• _WORK TO COMPLETE_
Using the records below, find how many lines hold the word "Value" and reply with only that number.

RECORDS TO USE: Begin

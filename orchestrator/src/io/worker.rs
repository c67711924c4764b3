//! Worker invocation and outcome classification.
//!
//! The [`SessionRunner`] trait decouples the session loop from the actual
//! worker process. Tests use scripted runners that return predetermined
//! outcomes without spawning anything.

use std::path::PathBuf;
use std::process::Command;
use std::time::Duration;

use anyhow::{Result, anyhow};
use tracing::{debug, info, instrument, warn};

use crate::core::metrics::metrics_or_default;
use crate::core::text::bounded_prefix;
use crate::core::types::{SessionAttempt, SessionOutcome};
use crate::io::config::RunConfig;
use crate::io::process::run_command_with_timeout;

/// Characters of stderr kept as the failure reason.
pub const FAILURE_REASON_CHARS: usize = 500;

/// A fully resolved worker invocation for one attempt.
#[derive(Debug, Clone, PartialEq, Eq)]
pub struct SessionRequest {
    pub program: String,
    pub args: Vec<String>,
    /// Must exist; a missing directory is reported as a failed attempt.
    pub workdir: PathBuf,
    pub timeout: Duration,
    pub output_limit_bytes: usize,
}

impl SessionRequest {
    /// Build the worker command line for `attempt` from the run configuration.
    pub fn for_attempt(config: &RunConfig, attempt: &SessionAttempt) -> Result<Self> {
        let (program, base_args) = config
            .worker
            .command
            .split_first()
            .ok_or_else(|| anyhow!("worker.command must be a non-empty array"))?;

        let mut args = base_args.to_vec();
        args.extend([
            "--session-id".to_string(),
            attempt.session_id(),
            "--workspace".to_string(),
            config.workspace.display().to_string(),
            "--manifest".to_string(),
            config.manifest.display().to_string(),
            "--max-iterations".to_string(),
            config.worker.max_iterations.to_string(),
            "--autonomous".to_string(),
        ]);

        Ok(Self {
            program: program.clone(),
            args,
            workdir: config.worker_workdir().to_path_buf(),
            timeout: config.worker_timeout(),
            output_limit_bytes: config.worker.output_limit_bytes,
        })
    }
}

/// Runs one worker attempt to completion.
///
/// Implementations convert every expected failure (spawn error, non-zero
/// exit, timeout) into a [`SessionOutcome`]. An `Err` means something
/// unexpected happened and ends the run.
pub trait SessionRunner {
    fn run(&self, request: &SessionRequest) -> Result<SessionOutcome>;
}

/// Runner that spawns the configured worker program.
pub struct CommandSessionRunner;

impl SessionRunner for CommandSessionRunner {
    #[instrument(skip_all, fields(program = %request.program, timeout_secs = request.timeout.as_secs()))]
    fn run(&self, request: &SessionRequest) -> Result<SessionOutcome> {
        Ok(run_worker(request))
    }
}

/// Spawn the worker described by `request` and classify the result.
pub fn run_worker(request: &SessionRequest) -> SessionOutcome {
    if !request.workdir.is_dir() {
        warn!(workdir = %request.workdir.display(), "worker directory missing");
        return SessionOutcome::failed(
            format!("worker directory {} does not exist", request.workdir.display()),
            None,
        );
    }

    info!(args = ?request.args, workdir = %request.workdir.display(), "spawning worker");
    let mut cmd = Command::new(&request.program);
    cmd.args(&request.args).current_dir(&request.workdir);

    let output =
        match run_command_with_timeout(cmd, request.timeout, request.output_limit_bytes) {
            Ok(output) => output,
            Err(err) => {
                warn!(err = %format!("{err:#}"), "worker did not run");
                return SessionOutcome::failed(
                    bounded_prefix(&format!("{err:#}"), FAILURE_REASON_CHARS),
                    None,
                );
            }
        };

    if output.timed_out {
        warn!(timeout_secs = request.timeout.as_secs(), "worker timed out");
        return SessionOutcome::TimedOut;
    }
    if !output.status.success() {
        let exit_code = output.status.code();
        warn!(?exit_code, "worker failed");
        return SessionOutcome::failed(
            bounded_prefix(&output.stderr_text(), FAILURE_REASON_CHARS),
            exit_code,
        );
    }

    let metrics = metrics_or_default(&output.stdout_text());
    debug!(complete = metrics.all_work_complete, "worker succeeded");
    SessionOutcome::succeeded(metrics)
}
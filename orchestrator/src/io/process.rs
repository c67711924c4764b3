//! Helpers for running child processes with timeouts and bounded output.

use std::io::Read;
use std::process::{Command, ExitStatus, Stdio};
use std::sync::{Arc, Mutex, mpsc};
use std::thread;
use std::time::{Duration, Instant};

use anyhow::{Context, Result, anyhow};
use tracing::{debug, instrument, warn};
use wait_timeout::ChildExt;

/// Captured child process output.
#[derive(Debug)]
pub struct CommandOutput {
    pub status: ExitStatus,
    pub stdout: Vec<u8>,
    pub stderr: Vec<u8>,
    pub stdout_truncated: usize,
    pub stderr_truncated: usize,
    pub timed_out: bool,
}

impl CommandOutput {
    pub fn stdout_text(&self) -> String {
        String::from_utf8_lossy(&self.stdout).into_owned()
    }

    pub fn stderr_text(&self) -> String {
        String::from_utf8_lossy(&self.stderr).into_owned()
    }
}

/// How long pipes are still read after the child has exited or been killed.
///
/// Grandchildren that inherited stdout/stderr keep the pipes open; once this
/// elapses the readers are abandoned and whatever they captured is returned.
pub const PIPE_GRACE: Duration = Duration::from_millis(500);

/// Spawn `cmd`, wait at most `timeout`, and capture both output streams.
///
/// stdin is closed. Both pipes are drained on reader threads while the child
/// runs, so a chatty child cannot block on a full pipe. At most
/// `output_limit_bytes` per stream are kept; the rest is counted and dropped.
/// A child still running when `timeout` elapses is killed and reported with
/// `timed_out` set. The call returns within `timeout` plus [`PIPE_GRACE`]
/// even when descendants of the child hold the pipes open.
#[instrument(skip_all, fields(timeout_secs = timeout.as_secs(), output_limit_bytes))]
pub fn run_command_with_timeout(
    mut cmd: Command,
    timeout: Duration,
    output_limit_bytes: usize,
) -> Result<CommandOutput> {
    let program = cmd.get_program().to_string_lossy().into_owned();
    cmd.stdin(Stdio::null())
        .stdout(Stdio::piped())
        .stderr(Stdio::piped());

    debug!(%program, "spawning");
    let mut child = cmd.spawn().with_context(|| format!("spawn {program}"))?;

    let (done_tx, done_rx) = mpsc::channel();
    let stdout = spawn_reader(child.stdout.take(), output_limit_bytes, "stdout", &done_tx)?;
    let stderr = spawn_reader(child.stderr.take(), output_limit_bytes, "stderr", &done_tx)?;
    drop(done_tx);

    let waited = child.wait_timeout(timeout).context("wait for child")?;
    let timed_out = waited.is_none();
    let status = match waited {
        Some(status) => status,
        None => {
            warn!(%program, timeout = ?timeout, "deadline passed, killing child");
            // Exiting between the deadline and kill() is fine; wait() still collects it.
            if let Err(err) = child.kill() {
                warn!(%program, %err, "kill failed");
            }
            child.wait().context("wait for killed child")?
        }
    };

    if !await_readers(&done_rx, 2, PIPE_GRACE)? {
        warn!(%program, "output pipes still open after child exit, keeping partial output");
    }

    let (stdout, stdout_truncated) = take_captured(&stdout)?;
    let (stderr, stderr_truncated) = take_captured(&stderr)?;
    if stdout_truncated + stderr_truncated > 0 {
        debug!(stdout_truncated, stderr_truncated, "child output exceeded limit");
    }

    debug!(%program, exit_code = ?status.code(), timed_out, "child finished");
    Ok(CommandOutput {
        status,
        stdout,
        stderr,
        stdout_truncated,
        stderr_truncated,
        timed_out,
    })
}

/// Bytes kept from one stream and the count of bytes dropped past the limit.
#[derive(Debug, Default)]
struct Captured {
    kept: Vec<u8>,
    dropped: usize,
}

type SharedCapture = Arc<Mutex<Captured>>;
type ReaderDone = (&'static str, Result<()>);

fn spawn_reader<R>(
    pipe: Option<R>,
    limit: usize,
    name: &'static str,
    done: &mpsc::Sender<ReaderDone>,
) -> Result<SharedCapture>
where
    R: Read + Send + 'static,
{
    let pipe = pipe.ok_or_else(|| anyhow!("{name} was not piped"))?;
    let captured = SharedCapture::default();
    let sink = Arc::clone(&captured);
    let done = done.clone();
    thread::spawn(move || {
        let result = drain_bounded(pipe, limit, &sink);
        // The receiver is gone once the pipes were abandoned.
        let _ = done.send((name, result));
    });
    Ok(captured)
}

/// Wait up to `grace` for `readers` reader threads to reach EOF.
///
/// Returns `false` when the grace period ran out first.
fn await_readers(
    done: &mpsc::Receiver<ReaderDone>,
    readers: usize,
    grace: Duration,
) -> Result<bool> {
    let deadline = Instant::now() + grace;
    for _ in 0..readers {
        let remaining = deadline.saturating_duration_since(Instant::now());
        match done.recv_timeout(remaining) {
            Ok((name, result)) => result.with_context(|| format!("read {name}"))?,
            Err(mpsc::RecvTimeoutError::Timeout) => return Ok(false),
            Err(mpsc::RecvTimeoutError::Disconnected) => {
                return Err(anyhow!("output reader thread panicked"));
            }
        }
    }
    Ok(true)
}

fn take_captured(captured: &SharedCapture) -> Result<(Vec<u8>, usize)> {
    let mut captured = captured
        .lock()
        .map_err(|_| anyhow!("output buffer poisoned"))?;
    let Captured { kept, dropped } = std::mem::take(&mut *captured);
    Ok((kept, dropped))
}

/// Read `reader` to EOF into `sink`, keeping the first `limit` bytes.
fn drain_bounded<R: Read>(mut reader: R, limit: usize, sink: &Mutex<Captured>) -> Result<()> {
    let mut chunk = [0u8; 8192];

    loop {
        let n = reader.read(&mut chunk)?;
        if n == 0 {
            return Ok(());
        }
        let mut captured = sink.lock().map_err(|_| anyhow!("output buffer poisoned"))?;
        let take = n.min(limit.saturating_sub(captured.kept.len()));
        captured.kept.extend_from_slice(&chunk[..take]);
        captured.dropped += n - take;
    }
}
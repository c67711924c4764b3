//! Shared deterministic types for the session orchestrator.
//!
//! These types are the contracts between the orchestrator and its leaf
//! components. They carry no handles to processes or files.

use std::collections::BTreeMap;
use std::time::Duration;

use chrono::{DateTime, Utc};
use serde::{Deserialize, Serialize};
use serde_json::Value;

/// Maximum number of retries per sequence number before the failure is absorbed.
pub const MAX_RETRIES_PER_SESSION: u32 = 2;

/// Structured record optionally printed by the worker on its last stdout line.
#[derive(Debug, Clone, Default, PartialEq, Serialize, Deserialize)]
pub struct SessionMetrics {
    /// Worker reports the whole work manifest as satisfied.
    #[serde(default, alias = "all_tests_passed")]
    pub all_work_complete: bool,
    /// Any other fields the worker reported, kept verbatim.
    #[serde(flatten)]
    pub extra: BTreeMap<String, Value>,
}

/// Result of one worker attempt.
#[derive(Debug, Clone, PartialEq, Serialize)]
#[serde(tag = "kind", rename_all = "snake_case")]
pub enum SessionOutcome {
    /// Worker exited with status zero.
    Succeeded {
        /// Copied from `metrics.all_work_complete`.
        complete: bool,
        metrics: SessionMetrics,
    },
    /// Worker exited non-zero or could not be spawned.
    Failed {
        reason: String,
        exit_code: Option<i32>,
    },
    /// Worker outlived its timeout and was killed.
    TimedOut,
}

impl SessionOutcome {
    pub fn succeeded(metrics: SessionMetrics) -> Self {
        Self::Succeeded {
            complete: metrics.all_work_complete,
            metrics,
        }
    }

    pub fn failed(reason: impl Into<String>, exit_code: Option<i32>) -> Self {
        Self::Failed {
            reason: reason.into(),
            exit_code,
        }
    }

    /// Short human-readable description for logs.
    pub fn describe(&self) -> String {
        match self {
            Self::Succeeded { complete, .. } => format!("succeeded (complete={complete})"),
            Self::Failed {
                reason,
                exit_code: Some(code),
            } => format!("failed with exit code {code}: {reason}"),
            Self::Failed {
                reason,
                exit_code: None,
            } => format!("failed: {reason}"),
            Self::TimedOut => "timed out".to_string(),
        }
    }
}

/// One spawn of the worker for a given sequence number.
#[derive(Debug, Clone, PartialEq, Eq)]
pub struct SessionAttempt {
    /// 0-based sequence number.
    pub seq: u32,
    /// Retries already spent on `seq` before this attempt (0..=2).
    pub retry: u32,
    pub started_at: DateTime<Utc>,
}

impl SessionAttempt {
    pub fn new(seq: u32, retry: u32) -> Self {
        Self {
            seq,
            retry,
            started_at: Utc::now(),
        }
    }

    /// Session identifier passed to the worker.
    pub fn session_id(&self) -> String {
        format!("session-{}", self.seq)
    }
}

/// Advisory result of a checkpoint validation.
#[derive(Debug, Clone, Default, PartialEq, Eq, Serialize)]
pub struct CheckpointOutcome {
    pub passed: bool,
    pub warnings: Vec<String>,
}

impl CheckpointOutcome {
    pub fn pass() -> Self {
        Self {
            passed: true,
            warnings: Vec::new(),
        }
    }

    pub fn fail(warning: impl Into<String>) -> Self {
        Self {
            passed: false,
            warnings: vec![warning.into()],
        }
    }
}

/// A live process selected for termination during a reap pass.
#[derive(Debug, Clone, PartialEq, Eq)]
pub struct HelperProcessRecord {
    pub pid: u32,
    pub signature: String,
}

/// A row from the host process table.
#[derive(Debug, Clone, PartialEq, Eq)]
pub struct ProcessEntry {
    pub pid: u32,
    pub name: String,
}

impl ProcessEntry {
    pub fn new(pid: u32, name: impl Into<String>) -> Self {
        Self {
            pid,
            name: name.into(),
        }
    }
}

/// Terminal state of a run.
#[derive(Debug, Clone, Copy, PartialEq, Eq, Serialize, Deserialize)]
#[serde(rename_all = "snake_case")]
pub enum RunStop {
    /// A session reported the work manifest fully satisfied.
    AllPassed,
    /// `max_sessions` sequence numbers were consumed.
    Exhausted,
    /// An unexpected error escaped a component.
    Fatal,
}

/// Progress notifications emitted by the orchestrator while it runs.
#[derive(Debug, Clone, PartialEq)]
pub enum SessionEvent {
    AttemptFinished {
        seq: u32,
        retry: u32,
        outcome: SessionOutcome,
        duration: Duration,
    },
    RetryScheduled {
        seq: u32,
        retry: u32,
    },
    Advanced {
        seq: u32,
        succeeded: bool,
    },
    Reaped {
        count: usize,
    },
    Checkpoint {
        index: u32,
        outcome: CheckpointOutcome,
    },
}
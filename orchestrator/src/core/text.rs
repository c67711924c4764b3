//! Bounded text helpers for log-safe failure details.

/// Return at most `max_chars` characters of `text`, trimmed of surrounding whitespace.
///
/// Truncates on a character boundary so multi-byte output never splits.
pub fn bounded_prefix(text: &str, max_chars: usize) -> String {
    let trimmed = text.trim();
    match trimmed.char_indices().nth(max_chars) {
        Some((end, _)) => trimmed[..end].to_string(),
        None => trimmed.to_string(),
    }
}

#[cfg(test)]
mod tests {
    use super::*;

    #[test]
    fn short_text_is_unchanged() {
        assert_eq!(bounded_prefix("  boom  ", 10), "boom");
    }

    #[test]
    fn long_text_is_cut_at_limit() {
        assert_eq!(bounded_prefix("abcdefgh", 3), "abc");
    }

    #[test]
    fn multibyte_text_is_cut_on_char_boundary() {
        assert_eq!(bounded_prefix("ééééé", 2), "éé");
    }

    #[test]
    fn zero_limit_yields_empty() {
        assert_eq!(bounded_prefix("abc", 0), "");
    }
}
//! Best-effort parsing of the worker's trailing metrics line.

use crate::core::types::SessionMetrics;

/// Parse the last non-empty line of `stdout` as a JSON metrics record.
///
/// Returns `None` when there is no output or the line is not a JSON object
/// matching [`SessionMetrics`].
pub fn parse_last_line(stdout: &str) -> Option<SessionMetrics> {
    let line = stdout.lines().map(str::trim).rfind(|line| !line.is_empty())?;
    serde_json::from_str(line).ok()
}

/// Like [`parse_last_line`], defaulting to an empty record.
pub fn metrics_or_default(stdout: &str) -> SessionMetrics {
    parse_last_line(stdout).unwrap_or_default()
}
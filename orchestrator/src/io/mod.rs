//! I/O helpers for the orchestrator: child processes, the process table,
//! configuration, and session logs.

pub mod checkpoint;
pub mod config;
pub mod process;
pub mod reaper;
pub mod session_log;
pub mod worker;
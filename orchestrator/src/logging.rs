//! Tracing setup for the orchestrator binary.
//!
//! Diagnostics go to stderr and are filtered by `RUST_LOG`. The run result
//! printed on stdout is product output and is unaffected by the filter.

use tracing_subscriber::{EnvFilter, fmt, layer::SubscriberExt, util::SubscriberInitExt};

/// Initialize the tracing subscriber.
///
/// Reads `RUST_LOG`. Defaults to `orchestrator=info,warn` if unset, so session
/// progress is visible during long unattended runs.
///
/// # Example
/// ```bash
/// RUST_LOG=orchestrator=debug orchestrator run --config orchestrator.toml
/// ```
pub fn init() {
    let filter = EnvFilter::try_from_default_env()
        .unwrap_or_else(|_| EnvFilter::new("orchestrator=info,warn"));

    tracing_subscriber::registry()
        .with(filter)
        .with(fmt::layer().with_writer(std::io::stderr).compact())
        .init();
}
//! Deterministic transition rules for the session loop.
//!
//! The orchestrator owns the counters; these functions only decide what the
//! next step is. Retry, reap, and checkpoint cadences are computed
//! independently so one clock never resets another.

use crate::core::types::SessionOutcome;

/// What the orchestrator does after recording an attempt outcome.
#[derive(Debug, Clone, Copy, PartialEq, Eq)]
pub enum Transition {
    /// Re-run the same sequence number with the given retry count.
    Retry { retry: u32 },
    /// Move to the next sequence number.
    Advance { succeeded: bool },
    /// The worker reported the manifest satisfied; advance then stop.
    Complete,
}

/// Decide the transition for `outcome` observed on an attempt that already
/// spent `retry` retries, given a per-sequence retry cap.
pub fn next_transition(outcome: &SessionOutcome, retry: u32, retry_cap: u32) -> Transition {
    match outcome {
        SessionOutcome::Succeeded { complete: true, .. } => Transition::Complete,
        SessionOutcome::Succeeded { complete: false, .. } => {
            Transition::Advance { succeeded: true }
        }
        SessionOutcome::Failed { .. } | SessionOutcome::TimedOut => {
            if retry < retry_cap {
                Transition::Retry { retry: retry + 1 }
            } else {
                Transition::Advance { succeeded: false }
            }
        }
    }
}

/// Whether a checkpoint runs after the `advanced`-th advance.
///
/// Checkpoints fall on multiples of `interval` and never on the final slot.
pub fn checkpoint_due(advanced: u32, interval: u32, max_sessions: u32) -> bool {
    interval > 0 && advanced > 0 && advanced % interval == 0 && advanced < max_sessions
}

/// Ratio of completed to attempted sessions, 0 when nothing was attempted.
pub fn success_rate(completed: u32, attempted: u32) -> f64 {
    if attempted == 0 {
        return 0.0;
    }
    f64::from(completed) / f64::from(attempted)
}
//! Stable exit codes for orchestrator CLI commands.

/// Command succeeded; for `run`, a session reported all work complete.
pub const OK: i32 = 0;
/// Invalid config, missing workspace/manifest, or another setup error.
pub const INVALID: i32 = 1;
/// `run` used every session without the worker reporting completion.
pub const EXHAUSTED: i32 = 2;
/// `run` stopped on an unexpected error; partial counts were still reported.
pub const FATAL: i32 = 3;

RECORDS TO USE: End

• _ANSWER BOX_
2